Представившиеся в великолепном виде написанные на небесах имена трех отроков были тех самых, которых история изображена в том любимом Сковородою Дамаскиновом стихе, который певал он при всяком случае в молодости своей по некоему машинальному побуждению, как о сем упомянуто в начале сего. Ни Сковорода о любимом сем стихе, ни друг его о виденном им никогда друг другу не рассказывали и не знали. По прошествии тридцати одного года, за два месяца до кончины своей, Сковорода, будучи у друга сего в деревне и пересказывая ему всю жизнь свою, упомянул о том стихе Дамаскиновом, что он всегда почти имел в устах его и, сам не зная почему, любил его паче прочиих пений. Друг, сие услыша тогда и приведя на память виденное им во сне за тридесять один год назад, в молчании удивлялся гармонии чудесной, которая в различные лета, в разных местах то одному в уста, что другому после в воображение полагала, в возбуждение сердец их к выполнению и явлению разума и силы истории оной на самом деле, в жизни их. Впрочем, друг его никогда ему о сем виденном не говорил и после.

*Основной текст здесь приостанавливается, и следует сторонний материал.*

//! Error types for YouTrack client and CLI operations.

use std::io;
use thiserror::Error;

/// The error type for YouTrack operations.
#[derive(Debug, Error)]
pub enum Error {
    /// IO error occurred.
    #[error("IO error: {0}")]
    Io(#[from] io::Error),

    /// Configuration error (missing or malformed settings).
    #[error("Configuration error: {0}")]
    Config(String),

    /// Input rejected before any request was sent.
    #[error("Invalid {field}: {reason}")]
    InvalidInput {
        /// The field that failed validation.
        field: &'static str,
        /// Why the value was rejected.
        reason: String,
    },

    /// The requested resource does not exist upstream.
    #[error("Not found: {0}")]
    NotFound(String),

    /// The token was rejected or lacks permission.
    #[error("Unauthorized ({status}): {message}")]
    Unauthorized {
        /// HTTP status code returned by the server.
        status: u16,
        /// Upstream error message.
        message: String,
    },

    /// Any other non-success response from the server.
    #[error("YouTrack API error ({status}): {message}")]
    Api {
        /// HTTP status code returned by the server.
        status: u16,
        /// Upstream error message.
        message: String,
    },

    /// The issue was saved but the follow-up field command failed.
    ///
    /// Retrying the whole operation would write the issue twice, so the
    /// error names the issue that now exists.
    #[error("Issue {issue} was {action}, but setting fields with '{command}' failed: {source}")]
    PartialWrite {
        /// Readable id of the issue that was written.
        issue: String,
        /// What happened to the issue (`created` or `updated`).
        action: &'static str,
        /// The command that failed.
        command: String,
        /// Why the command failed.
        source: Box<Error>,
    },

    /// Transport-level failure (connection refused, timeout, TLS).
    #[error("HTTP error: {0}")]
    Http(#[from] reqwest::Error),

    /// Response body could not be decoded.
    #[error("JSON error: {0}")]
    Json(#[from] serde_json::Error),
}

impl Error {
    /// Shorthand for [`Error::InvalidInput`].
    pub fn invalid(field: &'static str, reason: impl Into<String>) -> Self {
        Self::InvalidInput {
            field,
            reason: reason.into(),
        }
    }
}

/// A specialized Result type for YouTrack operations.
pub type Result<T> = std::result::Result<T, Error>;
//! CLI input validation functions.
//!
//! These validators are used by clap's `value_parser` attribute to validate
//! user input at parse time, providing immediate feedback for invalid values.

use chrono::NaiveDate;

use crate::command::LinkVerb;
use crate::domain;
use crate::duration::parse_duration;

/// Validate issue ID format (`PROJECT-NUMBER` or a database id).
///
/// Delegates to the domain validator to keep a single source of truth.
pub fn validate_issue_id(s: &str) -> Result<String, String> {
    domain::validate_issue_id(s)
}

/// Validate an issue summary.
pub fn validate_summary(s: &str) -> Result<String, String> {
    domain::validate_summary(s)
}

/// Reject empty or whitespace-only values.
pub fn validate_non_empty(s: &str) -> Result<String, String> {
    let trimmed = s.trim();
    if trimmed.is_empty() {
        return Err("Value cannot be empty".to_string());
    }
    Ok(trimmed.to_string())
}

/// Parse a worklog duration into minutes.
pub fn validate_duration(s: &str) -> Result<u32, String> {
    parse_duration(s).map_err(|e| e.to_string())
}

/// Parse a link verb, accepting spaced, hyphenated and alias forms.
pub fn validate_link_verb(s: &str) -> Result<LinkVerb, String> {
    s.parse::<LinkVerb>().map_err(|e| e.to_string())
}

/// Parse a calendar date in `YYYY-MM-DD` form.
pub fn validate_date(s: &str) -> Result<NaiveDate, String> {
    NaiveDate::parse_from_str(s.trim(), "%Y-%m-%d")
        .map_err(|_| format!("Invalid date '{s}'. Expected YYYY-MM-DD (e.g., 2024-03-15)"))
}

Ежели по духовному разуму истории образ златой, на поле Деире служимый, есть мир сей, поле Деирово – время, печь огненная – плоть наша, разжигаемая желаниями, похотениями, суестрастиями, пламенями, жгущими дух наш; если трое отроков, не послужившие твари и не брегшие поклониться идолу златому, суть три главнейшие способности человеческие: ум, воля и деяние, не покоряющиеся духу мира сего, во зле лежащего, и не повреждены огнем любострастной плоти, но, прохлаждаясь свыше Духом Святым, песнословно изображают Деву-Богоматерь, девственное сердце, непорочность души человеческой; то огонь, падающий изобильными струями на Григория Сковороду из златовидных имен, написанных на небесах, трех отроков израильских, есть тайнообразовательное свидетельство почивающего на нем духа Божиего.

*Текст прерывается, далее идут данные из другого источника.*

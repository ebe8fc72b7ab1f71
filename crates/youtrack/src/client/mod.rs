//! Client abstraction for the YouTrack REST API.
//!
//! The [`IssueTracker`] trait is the seam between the CLI / MCP front ends
//! and the remote server. [`YouTrackClient`] is the real implementation;
//! [`MockTracker`] is an in-memory stand-in for tests.
//!
//! # Test Utilities
//!
//! To use [`MockTracker`] from another crate, enable the `test-util` feature:
//!
//! ```toml
//! [dev-dependencies]
//! youtrack = { version = "...", features = ["test-util"] }
//! ```
//!
//! # Example
//!
//! ```no_run
//! use youtrack::client::{IssueTracker, YouTrackClient};
//! use youtrack::config::{Overrides, Settings};
//! use youtrack::domain::IssueFilter;
//!
//! #[tokio::main(flavor = "current_thread")]
//! async fn main() -> anyhow::Result<()> {
//!     let settings = Settings::load(&Overrides::default()).await?;
//!     let client = YouTrackClient::new(&settings)?;
//!
//!     let filter = IssueFilter {
//!         query: Some("#Unresolved for: me".to_string()),
//!         ..Default::default()
//!     };
//!     for issue in client.list_issues(&filter).await? {
//!         println!("{} {}", issue.display_id(), issue.summary);
//!     }
//!     Ok(())
//! }
//! ```

pub mod fields;
mod http;
#[cfg(any(test, feature = "test-util"))]
mod mock;

pub use http::YouTrackClient;
#[cfg(any(test, feature = "test-util"))]
pub use mock::{MockTracker, RecordedCommand};

use crate::command::{self, LinkVerb};
use crate::domain::{
    Attachment, Comment, Issue, IssueFilter, IssueId, IssueLink, IssueUpdate, NewIssue,
    NewWorkItem, Project, Tag, User, WorkItem,
};
use crate::error::Result;
use async_trait::async_trait;
use std::path::Path;

/// Operations exposed by the issue tracker.
///
/// Each method maps to one REST call, occasionally two (resolving a project
/// before creating an issue, re-reading an issue after a command). Nothing
/// is cached between calls.
///
/// # Method Categories
///
/// - **Issues**: `list_issues`, `get_issue`, `create_issue`, `update_issue`, `delete_issue`
/// - **Commands**: `apply_command`, `add_tag`, `remove_tag`, `link_issues`
/// - **Issue sub-resources**: comments, links, work items, attachments
/// - **Directory**: projects, users, tags
///
/// # Errors
///
/// All methods return `Error::NotFound` for unknown ids,
/// `Error::Unauthorized` for a rejected token and `Error::Api` for any
/// other upstream failure.
#[async_trait]
pub trait IssueTracker: Send + Sync {
    // ========== Issues ==========

    /// List issues matching a filter, in server order.
    async fn list_issues(&self, filter: &IssueFilter) -> Result<Vec<Issue>>;

    /// Get one issue with all displayed attributes.
    async fn get_issue(&self, id: &IssueId) -> Result<Issue>;

    /// Create an issue, then apply any custom field values.
    ///
    /// # Errors
    ///
    /// Returns `Error::InvalidInput` if `issue.validate()` fails and
    /// `Error::NotFound` if the project does not exist.
    async fn create_issue(&self, issue: NewIssue) -> Result<Issue>;

    /// Update summary, description and custom fields; returns the refreshed issue.
    ///
    /// # Errors
    ///
    /// Returns `Error::InvalidInput` if the update is empty or invalid.
    async fn update_issue(&self, id: &IssueId, update: IssueUpdate) -> Result<Issue>;

    /// Delete an issue permanently.
    async fn delete_issue(&self, id: &IssueId) -> Result<()>;

    // ========== Commands ==========

    /// Apply a raw command (`State Fixed`, `for me`) with an optional comment.
    async fn apply_command(&self, id: &IssueId, command: &str, comment: Option<&str>)
        -> Result<()>;

    /// Add a tag, returning the refreshed issue.
    async fn add_tag(&self, id: &IssueId, tag: &str) -> Result<Issue> {
        self.apply_command(id, &command::tag(tag), None).await?;
        self.get_issue(id).await
    }

    /// Remove a tag, returning the refreshed issue.
    async fn remove_tag(&self, id: &IssueId, tag: &str) -> Result<Issue> {
        self.apply_command(id, &command::untag(tag), None).await?;
        self.get_issue(id).await
    }

    /// Link `source` to `target` with the given verb.
    async fn link_issues(&self, source: &IssueId, verb: LinkVerb, target: &IssueId) -> Result<()> {
        self.apply_command(source, &verb.command(target.as_str()), None)
            .await
    }

    /// List all tags visible to the current user.
    async fn list_tags(&self) -> Result<Vec<Tag>>;

    // ========== Issue sub-resources ==========

    /// List comments on an issue, oldest first.
    async fn list_comments(&self, id: &IssueId) -> Result<Vec<Comment>>;

    /// Add a comment to an issue.
    async fn add_comment(&self, id: &IssueId, text: &str) -> Result<Comment>;

    /// List link groups that contain at least one issue.
    async fn list_links(&self, id: &IssueId) -> Result<Vec<IssueLink>>;

    /// List time-tracking work items.
    async fn list_work_items(&self, id: &IssueId) -> Result<Vec<WorkItem>>;

    /// Log time against an issue.
    async fn add_work_item(&self, id: &IssueId, item: NewWorkItem) -> Result<WorkItem>;

    /// List attachments.
    async fn list_attachments(&self, id: &IssueId) -> Result<Vec<Attachment>>;

    /// Upload a local file as an attachment; returns the created attachments.
    async fn upload_attachment(&self, id: &IssueId, path: &Path) -> Result<Vec<Attachment>>;

    // ========== Directory ==========

    /// List projects.
    async fn list_projects(&self, limit: usize) -> Result<Vec<Project>>;

    /// Get a project by database id, short name or name.
    async fn get_project(&self, id: &str) -> Result<Project>;

    /// List users, optionally filtered by a search query.
    async fn list_users(&self, query: Option<&str>, limit: usize) -> Result<Vec<User>>;

    /// Get a user by database id or login.
    async fn get_user(&self, id: &str) -> Result<User>;

    /// The user that owns the token.
    async fn current_user(&self) -> Result<User>;
}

Друг его начал давать место в мыслях и в сердце своем мнениям и правилам его и нечувствительно увидел себя на пути светлом чистого ума и несмущенного духа.
Сковорода, захотев возбудить мыслящую силу друга своего поучаться не в книгах одних, но паче в самом себе, откуда все книги родятся, часто в собеседованиях с ним разделял человека надвое: на внутреннего и внешнего, называя одного вечным, а другого – временным; того – небесным, сего – земным; того – духовным, сего – душевным; оного – творческим, сего – тварным. По сему разделению в одном и том же человеке усматривал он два ума, две воли, два закона, две жизни. Первого по божественному роду его именовал он царем, Господом, началом; другого же по земному бытию его – рабом, орудием, подножием, тварью. И как первому по преимуществу его принадлежало управлять, начальствовать, господствовать, другой же долженствовал повиноваться, служить, последовать воле оного, то в надлежащее соблюдение порядка сего святейшей природы приучал он себя во всех деяний жизни придерживаться тайного гласа внутреннего, невидимого и неизъясняемого мановения духа, которое есть глас воли Божией и которое люди, чувствуя втайне и последуя движению его, ублажаются, не повинуясь же побудителю сему и не памятуя оного, опаиваются. Он, испытав на самом деле святость тайного руководительства сего, возбуждал внимание в друге своем и в прочиих к сему святилищу внутренней силы Божией и часто приглашал прислушиваться к изречениям сего прорицалища нетленного духа, которого голос раздается в сердцах непорочных, как друга, в развращенных, как судьи, в непокорных, как мстителя. Он называл его тем первобытным законом человеков, о котором говорит Святое Писание: «Нетленный дух твой есть во всех; тем же заблуждающих помалу обличаешь, и в них же согрешают, вспоминая, учишь, да, пременившись от злобы, веруют в тебя, Господа!» Он утверждал, что сей был тот самый гений[357], которому, последуя во всем, добродушный Сократ, как наставнику своему, достиг степени мудрого, то есть счастливого.